Substrate the signal needs
Nutritional cofactor precision
PEG-MGF is theorized to carry a sustained, systemic satellite-cell activation signal across the week — not a single peri-workout pulse like plain MGF. That design dictates a different cofactor approach: feed the signal continuously, train broadly across the week, and flag the one honest pharmacological caution (anti-PEG antibodies). Every recommendation below traces to PEG-MGF's longer-acting, systemic character, not to a PEG-MGF nutrition study.
Reasoned from PEG-MGF's extended-exposure, systemic design plus satellite-cell and IGF-axis biology — not a PEG-MGF cofactor study. The mechanism PEG-MGF is supposed to act through is itself contested; these cofactors support the substrate and context that would amplify the effect if that mechanism holds.
Supply the substrate — steady daily protein + leucine
The single most load-bearing cofactor: a prolonged satellite-cell signal needs a continuous amino-acid supply to drive protein synthesis, not just a post-workout window.
- Why it's different from plain MGF:
- Plain MGF's brief local pulse is typically paired with a peri-workout protein hit; PEG-MGF's multi-day systemic exposure means the signal is present around the clock — so gaps in amino-acid availability (fasted stretches, low-protein days) become more relevant. The satellite-cell signal cannot convert to new muscle protein without the raw material.
- Protocol:
- 1.8–2.2 g protein per kg bodyweight per day (≈ 0.8–1.0 g/lb), distributed across 3–5 meals or shakes — each containing at least 3 g leucine to reliably trigger mTOR and muscle protein synthesis. This is daily baseline, not a pre/post-workout loading strategy.
- Leucine specifically:
- Leucine is the amino acid that flips the mTOR switch — without ≥ 3 g per sitting, protein synthesis is sub-maximally stimulated. With PEG-MGF's longer exposure, every feeding window is a potential amplification point, not just the post-training window.
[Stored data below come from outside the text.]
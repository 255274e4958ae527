use std::env;
use std::fs::File;
use std::io::{self, BufReader, Write};

use anyhow::Context;
use log::debug;
use solver::{decode, find_path, MazeInput, Point};

/// Reads a maze description from stdin (or a file given as the only
/// argument), prints the least-cost route one `row col` line at a time and a
/// closing `.` line. Any failure goes to stderr with a non-zero exit status;
/// no path lines are emitted in that case.
fn main() -> anyhow::Result<()> {
    env_logger::init();

    let input = read_input()?;
    debug!("maze:\n{}", input.grid);

    let result = find_path(&input.grid, input.start, input.goal)?;
    debug!("total cost: {}", result.total_cost);

    write_path(io::stdout().lock(), &result.path)?;
    Ok(())
}

fn read_input() -> anyhow::Result<MazeInput> {
    let input = match env::args().nth(1) {
        Some(path) => {
            let file = File::open(&path).with_context(|| format!("cannot open {}", path))?;
            decode(BufReader::new(file))
        }
        None => decode(io::stdin().lock()),
    };
    input.context("invalid maze description")
}

/// Coordinates are emitted row first, then column, matching the order the
/// endpoint line uses on the way in.
fn write_path(mut out: impl Write, path: &[Point]) -> io::Result<()> {
    for point in path {
        writeln!(out, "{} {}", point.row, point.col)?;
    }
    writeln!(out, ".")
}
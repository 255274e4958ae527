//! Least-cost routing through weighted rectangular mazes.
//!
//! A maze is decoded from a textual description (or imported from a bitmap)
//! into a [`Grid`], searched with a uniform-cost [`PathFinder`], and the
//! resulting route handed back as an ordered sequence of [`Point`]s.

pub mod error;
pub mod find;
pub mod grid;
pub mod input;
pub mod util;

pub use error::{DecodeError, GridError, SearchError};
pub use find::{find_path, reconstruct, Map, MapStorage, PathFinder, PathResult, Reached, SearchState};
pub use grid::{Cell, CellStorage, Grid, Point};
pub use input::{decode, decode_lines, MazeInput};
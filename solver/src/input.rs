//! Decoder for the line-oriented textual maze description.
//!
//! The format is:
//! - line 1: `rows cols`
//! - lines 2..=rows+1: the cost matrix, one row per line, 0 marking a wall
//! - last line: `startRow startCol endRow endCol`
//!
//! Blank lines are skipped. Every token must be a plain run of ASCII digits,
//! so signs (and with them negative costs) are rejected outright.

use std::io::BufRead;

use log::debug;

use crate::error::DecodeError;
use crate::grid::{Grid, Point};

/// A decoded maze together with the requested endpoints.
///
/// The endpoints are *not* validated against the grid here; bounds and
/// passability are checked by [`crate::find_path`] before any search runs.
#[derive(Debug)]
pub struct MazeInput {
    pub grid: Grid,
    pub start: Point,
    pub goal: Point,
}

/// Reads and decodes a maze description from `reader`.
pub fn decode(reader: impl BufRead) -> Result<MazeInput, DecodeError> {
    let mut lines = Vec::new();
    for line in reader.lines() {
        let line = line?;
        if !line.trim().is_empty() {
            lines.push(line);
        }
    }
    decode_lines(&lines)
}

/// Decodes a maze description from already-collected non-blank lines.
pub fn decode_lines(lines: &[String]) -> Result<MazeInput, DecodeError> {
    if lines.len() < 3 {
        return Err(DecodeError::TooShort {
            found: lines.len(),
        });
    }

    let size: Vec<usize> = parse_fields(&lines[0]).ok_or_else(|| DecodeError::BadSizeLine {
        line: lines[0].clone(),
    })?;
    if size.len() != 2 {
        return Err(DecodeError::BadSizeLine {
            line: lines[0].clone(),
        });
    }
    let (rows, columns) = (size[0], size[1]);

    let mut costs = Vec::with_capacity(rows);
    for row in 0..rows {
        let line = lines
            .get(row + 1)
            .ok_or(DecodeError::MissingRow { row })?;
        let parsed = parse_fields(line).ok_or(DecodeError::BadRow {
            row,
            expected: columns,
        })?;
        if parsed.len() != columns {
            return Err(DecodeError::BadRow {
                row,
                expected: columns,
            });
        }
        costs.push(parsed);
    }

    let line = lines.get(rows + 1).ok_or(DecodeError::TooShort {
        found: lines.len(),
    })?;
    let endpoints: Vec<usize> = parse_fields(line).ok_or_else(|| DecodeError::BadEndpoints {
        line: line.clone(),
    })?;
    if endpoints.len() != 4 {
        return Err(DecodeError::BadEndpoints { line: line.clone() });
    }

    let grid = Grid::from_costs(rows, columns, costs)?;
    debug!("decoded {}x{} maze", grid.rows(), grid.columns());

    Ok(MazeInput {
        grid,
        start: Point {
            row: endpoints[0],
            col: endpoints[1],
        },
        goal: Point {
            row: endpoints[2],
            col: endpoints[3],
        },
    })
}

/// Splits a line on whitespace and parses every token as a non-negative
/// integer. Any token with a non-digit character fails the whole line.
fn parse_fields(line: &str) -> Option<Vec<usize>> {
    line.split_whitespace()
        .map(|token| {
            if token.bytes().all(|b| b.is_ascii_digit()) {
                token.parse().ok()
            } else {
                None
            }
        })
        .collect()
}
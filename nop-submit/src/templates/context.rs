// This file is part of the product NoPressure.
// SPDX-FileCopyrightText: 2025-2026 Zivatar Limited
// SPDX-License-Identifier: AGPL-3.0-or-later
// The code and documentation in this repository is licensed under the GNU Affero General Public License v3.0 or later (AGPL-3.0-or-later). See LICENSE.

use crate::i18n::{CANCEL, CAPTCHA_LABEL, SAVE, TAGS};
use crate::presenter::PreparedView;
use crate::response::QueuedMessage;
use crate::services::Localizer;
use minijinja::{Value, context};
use serde::Serialize;

#[derive(Debug, Clone)]
pub struct FormPageContext<'a> {
    app_name: String,
    lang: String,
    labels: FormLabels,
    view: &'a PreparedView,
}

#[derive(Debug, Clone)]
struct FormLabels {
    save: String,
    cancel: String,
    tags: String,
    captcha: String,
}

impl<'a> FormPageContext<'a> {
    pub fn new(app_name: &str, view: &'a PreparedView, localizer: &dyn Localizer) -> Self {
        Self {
            app_name: app_name.to_string(),
            lang: localizer.current_language_tag().to_string(),
            labels: FormLabels {
                save: localizer.translate(SAVE),
                cancel: localizer.translate(CANCEL),
                tags: localizer.translate(TAGS),
                captcha: localizer.translate(CAPTCHA_LABEL),
            },
            view,
        }
    }

    pub fn to_value(&self) -> Value {
        context! {
            app_name => &self.app_name,
            lang => &self.lang,
            title => &self.view.metadata.title,
            labels => context! {
                save => &self.labels.save,
                cancel => &self.labels.cancel,
                tags => &self.labels.tags,
                captcha => &self.labels.captcha
            },
            fields => Value::from_serialize(field_views(self.view)),
            view => Value::from_serialize(self.view)
        }
    }
}

#[derive(Debug, Serialize)]
struct FieldView<'a> {
    name: &'a str,
    input_type: &'static str,
    label: &'a str,
    value: String,
}

/// Resolves each form field against the article, falling back to the field's
/// `default` attribute.
fn field_views(view: &PreparedView) -> Vec<FieldView<'_>> {
    let item = serde_json::to_value(&view.item).unwrap_or(serde_json::Value::Null);
    view.form
        .fields
        .iter()
        .map(|field| {
            let value = match item.get(&field.name) {
                Some(serde_json::Value::String(s)) if !s.is_empty() => s.clone(),
                Some(serde_json::Value::Number(n)) => n.to_string(),
                Some(serde_json::Value::Bool(b)) => b.to_string(),
                _ => field.attribute("default").unwrap_or_default().to_string(),
            };
            FieldView {
                name: &field.name,
                input_type: input_type(&field.field_type),
                label: field.label.as_deref().unwrap_or(&field.name),
                value,
            }
        })
        .collect()
}

fn input_type(field_type: &str) -> &'static str {
    match field_type {
        "email" => "email",
        "url" => "url",
        "number" | "integer" => "number",
        "hidden" => "hidden",
        "calendar" => "datetime-local",
        _ => "text",
    }
}

#[derive(Debug, Clone)]
pub struct DeniedPageContext<'a> {
    app_name: String,
    messages: &'a [QueuedMessage],
}

impl<'a> DeniedPageContext<'a> {
    pub fn new(app_name: &str, messages: &'a [QueuedMessage]) -> Self {
        Self {
            app_name: app_name.to_string(),
            messages,
        }
    }

    pub fn to_value(&self) -> Value {
        context! {
            app_name => &self.app_name,
            messages => Value::from_serialize(self.messages)
        }
    }
}

#[derive(Debug, Clone)]
pub struct ErrorPageContext {
    app_name: String,
}

impl ErrorPageContext {
    pub fn new(app_name: &str) -> Self {
        Self {
            app_name: app_name.to_string(),
        }
    }

    pub fn to_value(&self) -> Value {
        context! {
            app_name => &self.app_name
        }
    }
}
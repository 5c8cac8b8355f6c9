// This file is part of the product NoPressure.
// SPDX-FileCopyrightText: 2025-2026 Zivatar Limited
// SPDX-License-Identifier: AGPL-3.0-or-later
// The code and documentation in this repository is licensed under the GNU Affero General Public License v3.0 or later (AGPL-3.0-or-later). See LICENSE.

use serde::{Deserialize, Serialize};
use serde_json::{Map, Value};

/// Page and article parameters.
///
/// The named options are the ones the submission form reads; everything else a
/// model supplies is carried through `extra` so templates can still see it.
#[derive(Debug, Clone, Default, PartialEq, Serialize, Deserialize)]
pub struct Params {
    #[serde(default, skip_serializing_if = "Option::is_none")]
    pub page_title: Option<String>,
    #[serde(default, skip_serializing_if = "Option::is_none")]
    pub page_heading: Option<String>,
    #[serde(default, skip_serializing_if = "Option::is_none")]
    pub pageclass_sfx: Option<String>,
    #[serde(
        default,
        rename = "menu-meta_description",
        skip_serializing_if = "Option::is_none"
    )]
    pub menu_meta_description: Option<String>,
    #[serde(
        default,
        rename = "menu-meta_keywords",
        skip_serializing_if = "Option::is_none"
    )]
    pub menu_meta_keywords: Option<String>,
    #[serde(default, skip_serializing_if = "Option::is_none")]
    pub robots: Option<String>,
    #[serde(default, skip_serializing_if = "Option::is_none")]
    pub captcha: Option<String>,
    /// Raw value as computed by the model. Only a JSON `true` grants edit access.
    #[serde(
        default,
        rename = "access-edit",
        skip_serializing_if = "Option::is_none"
    )]
    pub access_edit: Option<Value>,
    #[serde(flatten)]
    pub extra: Map<String, Value>,
}

impl Params {
    /// Overlays `other` on top of `self`. Values set in `other` win; null and
    /// empty values never clear what `self` already has.
    pub fn merge(&mut self, other: &Params) {
        merge_option(&mut self.page_title, &other.page_title);
        merge_option(&mut self.page_heading, &other.page_heading);
        merge_option(&mut self.pageclass_sfx, &other.pageclass_sfx);
        merge_option(&mut self.menu_meta_description, &other.menu_meta_description);
        merge_option(&mut self.menu_meta_keywords, &other.menu_meta_keywords);
        merge_option(&mut self.robots, &other.robots);
        merge_option(&mut self.captcha, &other.captcha);
        if let Some(value) = other.access_edit.as_ref().filter(|v| is_set(v)) {
            self.access_edit = Some(value.clone());
        }
        for (key, value) in &other.extra {
            if is_set(value) {
                self.extra.insert(key.clone(), value.clone());
            }
        }
    }

    pub fn access_edit_granted(&self) -> bool {
        matches!(self.access_edit, Some(Value::Bool(true)))
    }

    /// Returns the page heading, storing `default` first when none is set.
    pub fn def_page_heading(&mut self, default: String) -> String {
        def_text(&mut self.page_heading, default)
    }

    /// Returns the page title, storing `default` first when none is set.
    pub fn def_page_title(&mut self, default: String) -> String {
        def_text(&mut self.page_title, default)
    }

    pub fn extra_value(&self, key: &str) -> Option<&Value> {
        self.extra.get(key)
    }
}

/// Empty strings count as unset.
pub fn non_empty(value: &Option<String>) -> Option<&str> {
    value.as_deref().filter(|v| !v.is_empty())
}

fn merge_option(target: &mut Option<String>, source: &Option<String>) {
    if let Some(value) = non_empty(source) {
        *target = Some(value.to_string());
    }
}

fn is_set(value: &Value) -> bool {
    match value {
        Value::Null => false,
        Value::String(text) => !text.is_empty(),
        _ => true,
    }
}

fn def_text(slot: &mut Option<String>, default: String) -> String {
    match non_empty(slot) {
        Some(value) => value.to_string(),
        None => {
            *slot = Some(default.clone());
            default
        }
    }
}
Amplify — distributed resistance training across the week
PEG-MGF's longer half-life relaxes the tight training-to-dose timing that makes plain MGF demanding; the amplifier becomes consistent mechanical loading across the week.
- Mechanism:
- Satellite cells are activated by mechanical strain — the training stimulus is what the signal is supposed to act on. With plain MGF, users try to inject immediately post-workout for the brief peri-wound pulse. With PEG-MGF, the peptide is theoretically present across multiple training sessions, so the accumulation of weekly training volume rather than any single session's timing is what the molecule has to work with.
- Protocol:
- Progressive resistance training 3–5×/week targeting the muscle groups of interest. There is no strict need to time PEG-MGF injections to individual sessions — the design rationale is that sustained systemic coverage does the timing work automatically. Sleep (7–9 hours) is where the repair stimulus executes; adequate total caloric surplus on training days rounds out the amplification picture.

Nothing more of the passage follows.